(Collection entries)
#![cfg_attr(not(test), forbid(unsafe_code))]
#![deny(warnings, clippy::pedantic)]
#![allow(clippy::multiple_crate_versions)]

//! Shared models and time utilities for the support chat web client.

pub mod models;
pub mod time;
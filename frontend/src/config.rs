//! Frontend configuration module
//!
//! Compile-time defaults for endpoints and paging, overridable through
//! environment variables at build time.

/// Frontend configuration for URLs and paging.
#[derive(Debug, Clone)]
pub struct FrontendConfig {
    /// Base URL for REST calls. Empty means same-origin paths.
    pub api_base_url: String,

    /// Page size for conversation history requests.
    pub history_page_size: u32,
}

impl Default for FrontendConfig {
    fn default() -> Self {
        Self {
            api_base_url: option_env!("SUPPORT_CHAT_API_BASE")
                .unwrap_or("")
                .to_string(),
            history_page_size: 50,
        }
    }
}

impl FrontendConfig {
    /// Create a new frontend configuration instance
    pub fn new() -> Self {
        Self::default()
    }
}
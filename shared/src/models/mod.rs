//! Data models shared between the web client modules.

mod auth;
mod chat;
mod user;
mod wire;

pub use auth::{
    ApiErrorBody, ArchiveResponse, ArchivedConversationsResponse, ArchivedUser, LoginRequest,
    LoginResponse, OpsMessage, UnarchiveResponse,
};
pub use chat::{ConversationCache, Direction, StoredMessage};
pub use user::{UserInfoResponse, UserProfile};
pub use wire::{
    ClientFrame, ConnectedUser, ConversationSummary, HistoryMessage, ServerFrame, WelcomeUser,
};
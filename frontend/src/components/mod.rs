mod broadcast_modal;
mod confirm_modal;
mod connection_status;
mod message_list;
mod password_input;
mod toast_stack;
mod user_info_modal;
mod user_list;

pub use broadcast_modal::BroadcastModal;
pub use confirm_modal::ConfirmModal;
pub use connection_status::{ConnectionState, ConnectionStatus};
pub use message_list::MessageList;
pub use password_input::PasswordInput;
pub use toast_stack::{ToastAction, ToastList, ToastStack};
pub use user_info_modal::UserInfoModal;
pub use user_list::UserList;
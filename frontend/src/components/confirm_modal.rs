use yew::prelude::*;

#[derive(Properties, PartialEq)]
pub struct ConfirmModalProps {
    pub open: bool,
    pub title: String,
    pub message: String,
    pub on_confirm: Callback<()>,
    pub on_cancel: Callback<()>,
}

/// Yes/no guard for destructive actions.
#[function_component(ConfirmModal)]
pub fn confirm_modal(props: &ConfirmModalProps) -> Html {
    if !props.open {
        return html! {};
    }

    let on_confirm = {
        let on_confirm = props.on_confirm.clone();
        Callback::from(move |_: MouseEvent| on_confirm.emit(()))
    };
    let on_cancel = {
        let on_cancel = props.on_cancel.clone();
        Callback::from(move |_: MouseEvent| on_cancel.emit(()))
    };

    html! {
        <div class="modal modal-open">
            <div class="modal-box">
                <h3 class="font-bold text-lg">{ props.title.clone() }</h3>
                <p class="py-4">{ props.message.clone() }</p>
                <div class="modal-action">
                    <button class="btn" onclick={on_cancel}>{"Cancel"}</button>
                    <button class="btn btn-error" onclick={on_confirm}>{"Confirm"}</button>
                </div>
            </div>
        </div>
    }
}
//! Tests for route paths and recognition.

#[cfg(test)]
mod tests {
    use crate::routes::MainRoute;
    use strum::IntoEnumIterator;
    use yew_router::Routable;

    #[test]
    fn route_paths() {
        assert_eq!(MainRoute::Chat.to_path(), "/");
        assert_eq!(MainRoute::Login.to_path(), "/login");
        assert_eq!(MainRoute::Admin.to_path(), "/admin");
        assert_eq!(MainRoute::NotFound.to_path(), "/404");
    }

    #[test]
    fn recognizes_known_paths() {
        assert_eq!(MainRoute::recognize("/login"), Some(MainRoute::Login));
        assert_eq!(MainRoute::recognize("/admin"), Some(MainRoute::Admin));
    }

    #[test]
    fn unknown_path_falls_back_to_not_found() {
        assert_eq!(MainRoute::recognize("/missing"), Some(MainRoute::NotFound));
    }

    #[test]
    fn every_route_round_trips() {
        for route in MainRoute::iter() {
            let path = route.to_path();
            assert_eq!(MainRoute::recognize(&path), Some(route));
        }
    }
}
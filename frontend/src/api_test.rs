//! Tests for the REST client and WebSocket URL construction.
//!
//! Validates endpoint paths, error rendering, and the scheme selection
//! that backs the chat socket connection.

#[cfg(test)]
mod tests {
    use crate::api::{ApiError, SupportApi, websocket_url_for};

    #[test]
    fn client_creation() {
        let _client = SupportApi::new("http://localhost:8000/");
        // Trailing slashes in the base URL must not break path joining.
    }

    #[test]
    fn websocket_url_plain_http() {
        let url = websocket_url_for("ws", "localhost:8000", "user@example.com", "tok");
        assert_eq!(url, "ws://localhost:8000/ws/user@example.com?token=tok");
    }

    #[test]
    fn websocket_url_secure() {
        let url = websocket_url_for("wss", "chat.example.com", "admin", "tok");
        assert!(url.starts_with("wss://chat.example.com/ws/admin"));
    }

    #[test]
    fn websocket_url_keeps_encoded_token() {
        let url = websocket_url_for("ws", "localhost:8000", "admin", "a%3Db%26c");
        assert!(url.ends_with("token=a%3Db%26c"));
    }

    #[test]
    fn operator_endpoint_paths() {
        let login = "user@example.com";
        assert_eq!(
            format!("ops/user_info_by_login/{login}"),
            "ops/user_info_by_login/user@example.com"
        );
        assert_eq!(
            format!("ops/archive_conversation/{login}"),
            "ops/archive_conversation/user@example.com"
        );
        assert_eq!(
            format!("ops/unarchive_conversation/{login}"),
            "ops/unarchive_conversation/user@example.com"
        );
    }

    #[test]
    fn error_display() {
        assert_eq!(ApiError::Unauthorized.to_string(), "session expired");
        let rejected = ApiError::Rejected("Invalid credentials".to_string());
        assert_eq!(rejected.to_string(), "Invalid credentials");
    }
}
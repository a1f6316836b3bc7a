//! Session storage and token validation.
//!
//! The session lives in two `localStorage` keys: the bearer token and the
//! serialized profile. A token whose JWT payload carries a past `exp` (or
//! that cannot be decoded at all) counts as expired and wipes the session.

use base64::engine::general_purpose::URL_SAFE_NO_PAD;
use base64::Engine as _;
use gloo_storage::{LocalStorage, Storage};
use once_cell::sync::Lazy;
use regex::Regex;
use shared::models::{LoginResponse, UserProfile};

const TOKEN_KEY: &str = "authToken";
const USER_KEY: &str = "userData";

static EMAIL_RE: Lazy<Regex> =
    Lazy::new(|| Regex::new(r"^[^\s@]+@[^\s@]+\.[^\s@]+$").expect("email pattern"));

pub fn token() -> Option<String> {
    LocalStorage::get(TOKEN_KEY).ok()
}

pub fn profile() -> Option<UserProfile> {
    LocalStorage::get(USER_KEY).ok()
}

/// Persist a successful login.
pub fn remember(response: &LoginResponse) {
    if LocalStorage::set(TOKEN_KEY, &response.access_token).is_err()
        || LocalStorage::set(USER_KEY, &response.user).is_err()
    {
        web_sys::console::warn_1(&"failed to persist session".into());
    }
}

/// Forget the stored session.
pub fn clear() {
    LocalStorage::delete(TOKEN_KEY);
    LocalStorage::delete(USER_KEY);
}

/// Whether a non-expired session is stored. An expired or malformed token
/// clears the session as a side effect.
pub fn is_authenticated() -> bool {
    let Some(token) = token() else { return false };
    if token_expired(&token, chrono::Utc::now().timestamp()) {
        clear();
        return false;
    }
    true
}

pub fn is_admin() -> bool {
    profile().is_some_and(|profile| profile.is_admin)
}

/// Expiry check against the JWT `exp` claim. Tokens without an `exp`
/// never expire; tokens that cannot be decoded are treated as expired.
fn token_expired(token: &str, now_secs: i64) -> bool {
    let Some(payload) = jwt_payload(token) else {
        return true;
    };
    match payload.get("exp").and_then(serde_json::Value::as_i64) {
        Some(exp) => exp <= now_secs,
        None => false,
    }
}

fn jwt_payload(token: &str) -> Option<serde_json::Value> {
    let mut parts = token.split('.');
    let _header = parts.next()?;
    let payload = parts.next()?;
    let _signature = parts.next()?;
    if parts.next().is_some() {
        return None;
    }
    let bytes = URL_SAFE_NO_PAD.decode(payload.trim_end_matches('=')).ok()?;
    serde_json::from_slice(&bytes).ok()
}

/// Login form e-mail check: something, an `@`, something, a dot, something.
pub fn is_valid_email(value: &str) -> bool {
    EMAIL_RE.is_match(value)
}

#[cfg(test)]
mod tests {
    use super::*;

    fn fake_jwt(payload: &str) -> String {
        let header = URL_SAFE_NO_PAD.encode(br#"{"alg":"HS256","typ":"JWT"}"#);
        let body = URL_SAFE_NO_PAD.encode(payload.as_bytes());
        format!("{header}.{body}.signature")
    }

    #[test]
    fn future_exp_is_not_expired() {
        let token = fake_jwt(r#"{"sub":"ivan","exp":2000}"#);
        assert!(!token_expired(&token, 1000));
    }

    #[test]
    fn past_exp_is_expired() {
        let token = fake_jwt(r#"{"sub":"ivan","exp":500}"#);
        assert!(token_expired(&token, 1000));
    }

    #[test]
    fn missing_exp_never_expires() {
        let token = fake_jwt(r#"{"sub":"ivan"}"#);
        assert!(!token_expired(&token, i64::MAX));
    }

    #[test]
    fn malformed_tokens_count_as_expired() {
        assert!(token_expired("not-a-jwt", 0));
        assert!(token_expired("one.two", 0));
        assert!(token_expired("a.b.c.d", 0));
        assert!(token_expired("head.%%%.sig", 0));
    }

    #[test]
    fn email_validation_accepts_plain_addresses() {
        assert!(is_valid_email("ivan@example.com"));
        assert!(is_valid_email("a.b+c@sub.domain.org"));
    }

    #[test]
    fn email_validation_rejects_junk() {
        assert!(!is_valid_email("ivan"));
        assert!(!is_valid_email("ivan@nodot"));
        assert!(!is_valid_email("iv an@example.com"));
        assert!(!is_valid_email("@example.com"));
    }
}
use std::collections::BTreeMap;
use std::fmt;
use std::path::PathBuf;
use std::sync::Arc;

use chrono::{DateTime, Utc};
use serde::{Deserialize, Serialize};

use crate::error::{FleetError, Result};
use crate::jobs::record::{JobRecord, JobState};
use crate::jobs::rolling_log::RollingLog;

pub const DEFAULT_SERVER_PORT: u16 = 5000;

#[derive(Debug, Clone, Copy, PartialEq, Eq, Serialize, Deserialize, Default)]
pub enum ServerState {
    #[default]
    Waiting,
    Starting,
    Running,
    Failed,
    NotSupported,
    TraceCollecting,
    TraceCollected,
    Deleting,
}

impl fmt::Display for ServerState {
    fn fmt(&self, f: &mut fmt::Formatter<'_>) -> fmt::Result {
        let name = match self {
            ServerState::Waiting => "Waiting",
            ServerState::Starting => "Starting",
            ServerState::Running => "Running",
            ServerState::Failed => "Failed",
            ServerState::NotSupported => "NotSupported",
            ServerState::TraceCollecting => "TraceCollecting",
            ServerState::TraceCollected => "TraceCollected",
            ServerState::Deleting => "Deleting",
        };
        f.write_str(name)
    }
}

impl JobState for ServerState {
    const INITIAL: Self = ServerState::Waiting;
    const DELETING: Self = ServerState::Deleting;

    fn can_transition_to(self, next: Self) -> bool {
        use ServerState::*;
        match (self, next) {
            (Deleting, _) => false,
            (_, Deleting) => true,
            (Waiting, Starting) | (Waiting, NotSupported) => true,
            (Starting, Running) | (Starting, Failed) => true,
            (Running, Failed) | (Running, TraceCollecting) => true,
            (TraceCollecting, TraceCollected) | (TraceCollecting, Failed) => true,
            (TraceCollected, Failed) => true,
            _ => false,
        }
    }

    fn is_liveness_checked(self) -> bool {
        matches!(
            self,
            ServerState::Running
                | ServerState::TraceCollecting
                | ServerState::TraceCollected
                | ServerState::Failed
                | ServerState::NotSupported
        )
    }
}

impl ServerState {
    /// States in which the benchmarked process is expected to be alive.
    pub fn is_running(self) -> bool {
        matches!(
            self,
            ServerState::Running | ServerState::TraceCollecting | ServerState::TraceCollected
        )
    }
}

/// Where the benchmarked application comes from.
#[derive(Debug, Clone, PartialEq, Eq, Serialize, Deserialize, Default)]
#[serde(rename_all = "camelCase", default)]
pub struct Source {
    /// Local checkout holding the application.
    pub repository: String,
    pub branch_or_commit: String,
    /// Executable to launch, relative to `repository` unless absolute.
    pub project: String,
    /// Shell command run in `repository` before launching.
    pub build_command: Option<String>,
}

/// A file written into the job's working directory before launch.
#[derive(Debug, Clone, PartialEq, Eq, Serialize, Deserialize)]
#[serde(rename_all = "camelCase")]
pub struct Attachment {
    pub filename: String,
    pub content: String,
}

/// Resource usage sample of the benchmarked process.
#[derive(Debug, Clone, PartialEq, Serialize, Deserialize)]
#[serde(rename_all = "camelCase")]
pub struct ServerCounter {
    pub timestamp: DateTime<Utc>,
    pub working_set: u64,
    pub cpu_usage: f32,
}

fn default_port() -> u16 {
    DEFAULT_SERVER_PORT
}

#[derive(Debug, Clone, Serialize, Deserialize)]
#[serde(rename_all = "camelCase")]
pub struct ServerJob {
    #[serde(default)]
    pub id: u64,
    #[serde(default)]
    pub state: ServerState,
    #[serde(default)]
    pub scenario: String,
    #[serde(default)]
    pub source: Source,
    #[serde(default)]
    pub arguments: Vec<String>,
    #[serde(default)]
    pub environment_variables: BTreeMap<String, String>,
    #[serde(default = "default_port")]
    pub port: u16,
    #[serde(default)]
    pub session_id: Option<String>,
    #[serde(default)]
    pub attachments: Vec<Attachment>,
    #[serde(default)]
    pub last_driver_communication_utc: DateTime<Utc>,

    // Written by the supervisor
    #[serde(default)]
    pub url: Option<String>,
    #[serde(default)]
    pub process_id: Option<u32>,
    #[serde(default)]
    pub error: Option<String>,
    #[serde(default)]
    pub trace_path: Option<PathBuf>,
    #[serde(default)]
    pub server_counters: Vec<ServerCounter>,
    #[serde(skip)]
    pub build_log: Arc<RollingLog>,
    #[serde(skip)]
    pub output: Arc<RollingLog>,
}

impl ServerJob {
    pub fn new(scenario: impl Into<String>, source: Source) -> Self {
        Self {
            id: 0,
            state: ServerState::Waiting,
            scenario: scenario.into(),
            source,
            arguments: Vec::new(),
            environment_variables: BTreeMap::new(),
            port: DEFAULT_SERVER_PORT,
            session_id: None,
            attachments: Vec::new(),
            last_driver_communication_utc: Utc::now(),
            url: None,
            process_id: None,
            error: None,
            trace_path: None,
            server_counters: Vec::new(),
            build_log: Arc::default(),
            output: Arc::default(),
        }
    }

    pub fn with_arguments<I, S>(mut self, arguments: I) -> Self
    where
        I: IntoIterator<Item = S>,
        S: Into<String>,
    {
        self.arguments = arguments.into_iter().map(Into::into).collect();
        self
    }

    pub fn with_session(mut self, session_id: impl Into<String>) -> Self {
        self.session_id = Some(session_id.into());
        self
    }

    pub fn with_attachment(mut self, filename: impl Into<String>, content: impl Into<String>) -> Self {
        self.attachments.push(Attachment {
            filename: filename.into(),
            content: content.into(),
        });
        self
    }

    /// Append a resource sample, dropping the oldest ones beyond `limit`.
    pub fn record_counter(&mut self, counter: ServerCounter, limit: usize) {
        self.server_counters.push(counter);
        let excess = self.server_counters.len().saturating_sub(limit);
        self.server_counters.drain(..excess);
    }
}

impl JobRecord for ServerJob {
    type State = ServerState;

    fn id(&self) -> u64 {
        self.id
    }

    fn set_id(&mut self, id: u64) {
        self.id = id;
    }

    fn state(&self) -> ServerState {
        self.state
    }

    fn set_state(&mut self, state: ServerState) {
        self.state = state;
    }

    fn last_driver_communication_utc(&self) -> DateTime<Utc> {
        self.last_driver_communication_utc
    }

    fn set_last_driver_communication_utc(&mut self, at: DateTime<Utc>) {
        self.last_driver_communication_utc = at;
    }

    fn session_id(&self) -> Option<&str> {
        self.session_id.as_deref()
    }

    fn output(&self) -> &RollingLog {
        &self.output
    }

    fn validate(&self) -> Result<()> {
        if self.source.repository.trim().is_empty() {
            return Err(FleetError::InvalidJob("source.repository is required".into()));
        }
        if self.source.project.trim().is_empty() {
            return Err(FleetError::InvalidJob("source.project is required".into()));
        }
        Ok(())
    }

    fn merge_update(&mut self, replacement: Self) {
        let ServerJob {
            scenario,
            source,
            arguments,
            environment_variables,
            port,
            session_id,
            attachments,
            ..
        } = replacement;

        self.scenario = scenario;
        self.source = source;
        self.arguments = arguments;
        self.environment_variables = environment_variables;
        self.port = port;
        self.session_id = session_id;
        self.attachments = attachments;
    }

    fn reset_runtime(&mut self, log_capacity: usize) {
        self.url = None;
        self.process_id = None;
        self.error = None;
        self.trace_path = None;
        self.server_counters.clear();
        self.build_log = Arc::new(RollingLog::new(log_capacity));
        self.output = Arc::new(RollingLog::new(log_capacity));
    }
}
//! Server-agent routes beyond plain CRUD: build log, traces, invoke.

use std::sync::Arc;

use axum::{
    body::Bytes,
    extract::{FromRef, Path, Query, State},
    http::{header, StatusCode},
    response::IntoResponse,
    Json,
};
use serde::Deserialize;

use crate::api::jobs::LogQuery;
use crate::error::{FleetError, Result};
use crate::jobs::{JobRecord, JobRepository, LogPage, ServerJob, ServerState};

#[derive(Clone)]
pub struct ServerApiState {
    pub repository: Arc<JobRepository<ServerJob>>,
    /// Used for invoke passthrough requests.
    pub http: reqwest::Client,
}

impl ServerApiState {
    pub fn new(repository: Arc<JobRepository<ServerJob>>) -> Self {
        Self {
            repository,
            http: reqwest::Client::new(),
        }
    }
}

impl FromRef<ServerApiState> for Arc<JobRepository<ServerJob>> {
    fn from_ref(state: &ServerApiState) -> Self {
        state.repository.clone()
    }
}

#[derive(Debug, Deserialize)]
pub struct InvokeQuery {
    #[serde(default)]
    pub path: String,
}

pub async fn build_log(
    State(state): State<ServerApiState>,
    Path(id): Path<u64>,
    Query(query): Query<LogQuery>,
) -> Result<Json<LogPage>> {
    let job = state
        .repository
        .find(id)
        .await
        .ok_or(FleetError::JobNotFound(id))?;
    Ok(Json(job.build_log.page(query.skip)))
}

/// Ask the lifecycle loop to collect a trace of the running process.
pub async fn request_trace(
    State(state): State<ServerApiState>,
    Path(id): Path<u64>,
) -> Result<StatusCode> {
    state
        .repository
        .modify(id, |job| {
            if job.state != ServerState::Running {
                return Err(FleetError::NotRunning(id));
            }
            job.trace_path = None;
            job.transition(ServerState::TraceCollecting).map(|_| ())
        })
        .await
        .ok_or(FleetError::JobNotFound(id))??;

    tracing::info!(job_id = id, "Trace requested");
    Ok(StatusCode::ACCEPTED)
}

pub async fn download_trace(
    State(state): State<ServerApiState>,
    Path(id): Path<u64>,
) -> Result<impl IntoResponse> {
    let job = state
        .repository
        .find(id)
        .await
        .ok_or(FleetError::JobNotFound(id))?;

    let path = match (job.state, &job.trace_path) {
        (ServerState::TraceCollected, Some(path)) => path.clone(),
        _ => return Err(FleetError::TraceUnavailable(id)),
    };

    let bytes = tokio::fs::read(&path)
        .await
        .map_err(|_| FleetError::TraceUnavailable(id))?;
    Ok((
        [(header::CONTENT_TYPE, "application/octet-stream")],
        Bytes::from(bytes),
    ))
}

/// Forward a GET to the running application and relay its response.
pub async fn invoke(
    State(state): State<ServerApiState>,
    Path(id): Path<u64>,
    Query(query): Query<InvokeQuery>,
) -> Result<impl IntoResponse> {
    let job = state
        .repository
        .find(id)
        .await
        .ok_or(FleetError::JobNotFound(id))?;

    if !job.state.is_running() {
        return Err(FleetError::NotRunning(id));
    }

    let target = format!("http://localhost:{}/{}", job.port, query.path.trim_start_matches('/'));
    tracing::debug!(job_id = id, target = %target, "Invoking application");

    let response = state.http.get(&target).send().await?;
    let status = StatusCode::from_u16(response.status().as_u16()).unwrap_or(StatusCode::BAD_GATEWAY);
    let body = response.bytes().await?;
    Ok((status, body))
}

### TASK ITEM
Which lines should be output? Exactly those from the first line of the data through the line containing "web client modules.", inclusive.

### RESULT
#![cfg_attr(not(test), forbid(unsafe_code))]
#![deny(warnings, clippy::pedantic)]
#![allow(clippy::multiple_crate_versions)]

//! Shared models and time utilities for the support chat web client.

pub mod models;
pub mod time;
filename frontend/src/config.rs
//! Frontend configuration module
//!
//! Compile-time defaults for endpoints and paging, overridable through
//! environment variables at build time.

/// Frontend configuration for URLs and paging.
#[derive(Debug, Clone)]
pub struct FrontendConfig {
    /// Base URL for REST calls. Empty means same-origin paths.
    pub api_base_url: String,

    /// Page size for conversation history requests.
    pub history_page_size: u32,
}

impl Default for FrontendConfig {
    fn default() -> Self {
        Self {
            api_base_url: option_env!("SUPPORT_CHAT_API_BASE")
                .unwrap_or("")
                .to_string(),
            history_page_size: 50,
        }
    }
}

impl FrontendConfig {
    /// Create a new frontend configuration instance
    pub fn new() -> Self {
        Self::default()
    }
}
filename shared/src/models/mod.rs
//! Data models shared between the web client modules.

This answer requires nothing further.